We've gotten away with it so far, certainly.
> The other thing I was concerned about is that the memory is only given
> back once the PV drivers start, so in the situation where you have:
> . 16G physical memory
> . Dom0 with 2G of memory
> . 6 DomU's with 4G of memory, ballooned down to 2G of memory
>
> It would only work if all the DomU's successfully ran their PV drivers
> and ballooned the memory down as requested, and you couldn't start them
> all at once as on boot they'd actually need 4G of memory.
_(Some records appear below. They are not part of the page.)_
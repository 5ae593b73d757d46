use airwrite::app::{ReplayOptions, run_replay};
use airwrite::cli::{Cli, Commands, ConfigAction};
use airwrite::config::Config;
use anyhow::{Context, Result, bail};
use clap::{CommandFactory, Parser};
use owo_colors::OwoColorize;
use std::path::{Path, PathBuf};
use tracing_subscriber::EnvFilter;

fn main() -> Result<()> {
    let cli = Cli::parse();
    init_logging(cli.quiet, cli.verbose);

    match cli.command {
        Commands::Replay {
            frames,
            templates,
            threshold,
            idle_timeout,
            commit_on_end,
            export,
            interactive,
        } => {
            let mut config = load_config(cli.config.as_deref())?;
            if let Some(path) = templates {
                config.recognition.templates = Some(path);
            }
            if let Some(threshold) = threshold {
                config.recognition.acceptance_threshold = threshold;
            }
            if let Some(ms) = idle_timeout {
                config.tracking.idle_timeout_ms = ms;
            }
            config.validate()?;

            run_replay(
                config,
                ReplayOptions {
                    frames,
                    commit_on_end,
                    export,
                    interactive,
                    quiet: cli.quiet,
                },
            )?;
        }
        Commands::Config { action } => {
            handle_config_command(action, cli.config.as_deref())?;
        }
        Commands::Completions { shell } => {
            clap_complete::generate(shell, &mut Cli::command(), "airwrite", &mut std::io::stdout());
        }
    }

    Ok(())
}

/// `RUST_LOG` wins; otherwise `-q` / `-v` pick the level.
fn init_logging(quiet: bool, verbose: u8) {
    let default_level = if quiet {
        "error"
    } else {
        match verbose {
            0 => "warn",
            1 => "info",
            2 => "debug",
            _ => "trace",
        }
    };
    tracing_subscriber::fmt()
        .with_env_filter(
            EnvFilter::try_from_default_env().unwrap_or_else(|_| EnvFilter::new(default_level)),
        )
        .with_writer(std::io::stderr)
        .init();
}

/// Load configuration with priority: custom path > default path > defaults,
/// then environment overrides.
fn load_config(custom_path: Option<&Path>) -> Result<Config> {
    let config = if let Some(path) = custom_path {
        Config::load(path)?
    } else {
        Config::load_or_default(&Config::default_path()?)?
    };
    Ok(config.with_env_overrides())
}

fn config_path(custom_path: Option<&Path>) -> Result<PathBuf> {
    match custom_path {
        Some(path) => Ok(path.to_path_buf()),
        None => Ok(Config::default_path()?),
    }
}

fn handle_config_command(action: ConfigAction, custom_path: Option<&Path>) -> Result<()> {
    match action {
        ConfigAction::Show => {
            let config = load_config(custom_path)?;
            config.validate()?;
            print!("{}", config.to_toml()?);
        }
        ConfigAction::Path => {
            println!("{}", config_path(custom_path)?.display());
        }
        ConfigAction::Init { force } => {
            let path = config_path(custom_path)?;
            if path.exists() && !force {
                bail!(
                    "Config file already exists at {} (use --force to overwrite)",
                    path.display()
                );
            }
            if let Some(parent) = path.parent() {
                std::fs::create_dir_all(parent)
                    .with_context(|| format!("Failed to create {}", parent.display()))?;
            }
            std::fs::write(&path, Config::default().to_toml()?)
                .with_context(|| format!("Failed to write {}", path.display()))?;
            eprintln!("{} {}", "Wrote".green(), path.display().dimmed());
        }
    }
    Ok(())
}
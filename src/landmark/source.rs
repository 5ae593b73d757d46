use crate::error::{AirwriteError, Result};
use crate::landmark::frame::LandmarkFrame;
use std::collections::VecDeque;
use std::fs::File;
use std::io::{BufRead, BufReader};
use std::path::Path;

/// Trait for hand landmark providers (camera + hand-landmark model, replay file, mock).
///
/// This trait allows swapping implementations without touching the pipeline.
pub trait LandmarkSource: Send {
    /// Start producing frames (e.g. open the camera).
    fn start(&mut self) -> Result<()>;

    /// Stop producing frames and release the device.
    fn stop(&mut self) -> Result<()>;

    /// Return the next frame, if one is ready.
    ///
    /// # Returns
    /// - `Ok(Some(frame))` - a new frame
    /// - `Ok(None)` - no frame ready yet (live), or exhausted (finite)
    /// - `Err(_)` - the read failed
    fn next_frame(&mut self) -> Result<Option<LandmarkFrame>>;

    /// Returns true for sources with a fixed number of frames (files, scripts).
    ///
    /// Finite sources are never dropped under back-pressure, and `Ok(None)`
    /// from them means the stream has ended.
    fn is_finite(&self) -> bool {
        false
    }
}

/// Replays landmark frames from JSON Lines, one [`LandmarkFrame`] per line.
///
/// Blank lines and lines starting with `#` are skipped.
pub struct JsonlLandmarkSource {
    reader: Box<dyn BufRead + Send>,
    line_number: usize,
    started: bool,
}

impl JsonlLandmarkSource {
    /// Create from any buffered reader.
    pub fn from_reader(reader: Box<dyn BufRead + Send>) -> Self {
        Self {
            reader,
            line_number: 0,
            started: false,
        }
    }

    /// Open a recording on disk.
    pub fn open(path: &Path) -> Result<Self> {
        let file = File::open(path).map_err(|e| AirwriteError::SourceUnavailable {
            message: format!("cannot open {}: {}", path.display(), e),
        })?;
        Ok(Self::from_reader(Box::new(BufReader::new(file))))
    }
}

impl LandmarkSource for JsonlLandmarkSource {
    fn start(&mut self) -> Result<()> {
        self.started = true;
        Ok(())
    }

    fn stop(&mut self) -> Result<()> {
        self.started = false;
        Ok(())
    }

    fn next_frame(&mut self) -> Result<Option<LandmarkFrame>> {
        if !self.started {
            return Err(AirwriteError::SourceRead {
                message: "replay source read before start".to_string(),
            });
        }

        let mut line = String::new();
        loop {
            line.clear();
            let read = self
                .reader
                .read_line(&mut line)
                .map_err(|e| AirwriteError::SourceRead {
                    message: e.to_string(),
                })?;
            if read == 0 {
                return Ok(None);
            }
            self.line_number += 1;

            let trimmed = line.trim();
            if trimmed.is_empty() || trimmed.starts_with('#') {
                continue;
            }

            return serde_json::from_str(trimmed)
                .map(Some)
                .map_err(|e| AirwriteError::FrameParse {
                    line: self.line_number,
                    message: e.to_string(),
                });
        }
    }

    fn is_finite(&self) -> bool {
        true
    }
}

/// Mock landmark source for testing
#[derive(Debug, Clone, Default)]
pub struct MockLandmarkSource {
    frames: VecDeque<LandmarkFrame>,
    is_started: bool,
    finite: bool,
    should_fail_start: bool,
    failing_reads: Option<u32>,
}

impl MockLandmarkSource {
    /// Create a live-style mock that returns `Ok(None)` once its frames run out.
    pub fn new(frames: Vec<LandmarkFrame>) -> Self {
        Self {
            frames: frames.into(),
            ..Self::default()
        }
    }

    /// Configure the mock to behave as a finite recording.
    pub fn finite(mut self) -> Self {
        self.finite = true;
        self
    }

    /// Configure the mock to fail on start
    pub fn with_start_failure(mut self) -> Self {
        self.should_fail_start = true;
        self
    }

    /// Configure the mock to fail every read after its frames are consumed.
    pub fn with_read_failure_after_frames(mut self) -> Self {
        self.failing_reads = Some(u32::MAX);
        self
    }

    /// Check if the source is started
    pub fn is_started(&self) -> bool {
        self.is_started
    }
}

impl LandmarkSource for MockLandmarkSource {
    fn start(&mut self) -> Result<()> {
        if self.should_fail_start {
            return Err(AirwriteError::SourceUnavailable {
                message: "mock camera unavailable".to_string(),
            });
        }
        self.is_started = true;
        Ok(())
    }

    fn stop(&mut self) -> Result<()> {
        self.is_started = false;
        Ok(())
    }

    fn next_frame(&mut self) -> Result<Option<LandmarkFrame>> {
        if let Some(frame) = self.frames.pop_front() {
            return Ok(Some(frame));
        }
        match self.failing_reads {
            Some(remaining) if remaining > 0 => {
                self.failing_reads = Some(remaining - 1);
                Err(AirwriteError::SourceRead {
                    message: "mock read failure".to_string(),
                })
            }
            _ => Ok(None),
        }
    }

    fn is_finite(&self) -> bool {
        self.finite
    }
}

#[cfg(test)]
mod tests {
    use super::*;
    use std::io::Cursor;

    fn reader(text: &str) -> Box<dyn BufRead + Send> {
        Box::new(Cursor::new(text.as_bytes().to_vec()))
    }

    #[test]
    fn test_jsonl_source_reads_frames_in_order() {
        let text = r#"{"timestamp_ms": 0}
{"timestamp_ms": 33, "hands": []}
"#;
        let mut source = JsonlLandmarkSource::from_reader(reader(text));
        source.start().unwrap();

        assert_eq!(source.next_frame().unwrap().unwrap().timestamp_ms, 0);
        assert_eq!(source.next_frame().unwrap().unwrap().timestamp_ms, 33);
        assert!(source.next_frame().unwrap().is_none());
        assert!(source.is_finite());
    }

    #[test]
    fn test_jsonl_source_skips_comments_and_blank_lines() {
        let text = "# recorded 2026-10-01\n\n{\"timestamp_ms\": 5}\n";
        let mut source = JsonlLandmarkSource::from_reader(reader(text));
        source.start().unwrap();

        assert_eq!(source.next_frame().unwrap().unwrap().timestamp_ms, 5);
        assert!(source.next_frame().unwrap().is_none());
    }

    #[test]
    fn test_jsonl_source_reports_bad_line_number() {
        let text = "{\"timestamp_ms\": 0}\n{\"hands\": []}\n";
        let mut source = JsonlLandmarkSource::from_reader(reader(text));
        source.start().unwrap();
        source.next_frame().unwrap();

        match source.next_frame() {
            Err(AirwriteError::FrameParse { line, .. }) => assert_eq!(line, 2),
            other => panic!("Expected FrameParse error, got {:?}", other),
        }
    }

    #[test]
    fn test_jsonl_source_requires_start() {
        let mut source = JsonlLandmarkSource::from_reader(reader("{\"timestamp_ms\": 0}\n"));
        assert!(source.next_frame().is_err());
    }

    #[test]
    fn test_open_missing_file_is_source_unavailable() {
        let result = JsonlLandmarkSource::open(Path::new("/nonexistent/airwrite/frames.jsonl"));
        assert!(matches!(
            result,
            Err(AirwriteError::SourceUnavailable { .. })
        ));
    }

    #[test]
    fn test_mock_source_start_failure() {
        let mut source = MockLandmarkSource::new(vec![]).with_start_failure();
        assert!(source.start().is_err());
        assert!(!source.is_started());
    }

    #[test]
    fn test_mock_source_read_failure_after_frames() {
        let mut source =
            MockLandmarkSource::new(vec![LandmarkFrame::absent(0)]).with_read_failure_after_frames();
        source.start().unwrap();

        assert!(source.next_frame().unwrap().is_some());
        assert!(source.next_frame().is_err());
    }
}
//! Build script: embeds the git short hash used by `version_string()`.

use std::process::Command;

fn main() {
    if let Ok(output) = Command::new("git")
        .args(["rev-parse", "--short=7", "HEAD"])
        .output()
        && output.status.success()
    {
        let hash = String::from_utf8_lossy(&output.stdout).trim().to_string();
        println!("cargo:rustc-env=GIT_HASH={}", hash);
    }
    println!("cargo:rerun-if-changed=.git/HEAD");
    println!("cargo:rerun-if-changed=.git/refs/heads/");
}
Well, the second problem is solved by populate-on-demand mode. The
first is much harder, and almost certainly requires some kind of
emergency hypervisor paging.
Of course, if you do populate-on-demand and then *can't* balloon down
then the failure mode is extremely bad. It can hopefully be avoided
by a sufficiently paranoid toolstack, but it's still rather
unfortunate.
> Did you ever have a tinker with the (mostly) undocumented
> MmAddPhysicalMemory function at all? On face value it seems like it is
> the sort of function that could be useful... Microsoft would not approve
> of such a thing obviously which makes it unusable for production use,
> but I am curious as to if it would actually work.
I've not looked at it at all, sorry.
Steven.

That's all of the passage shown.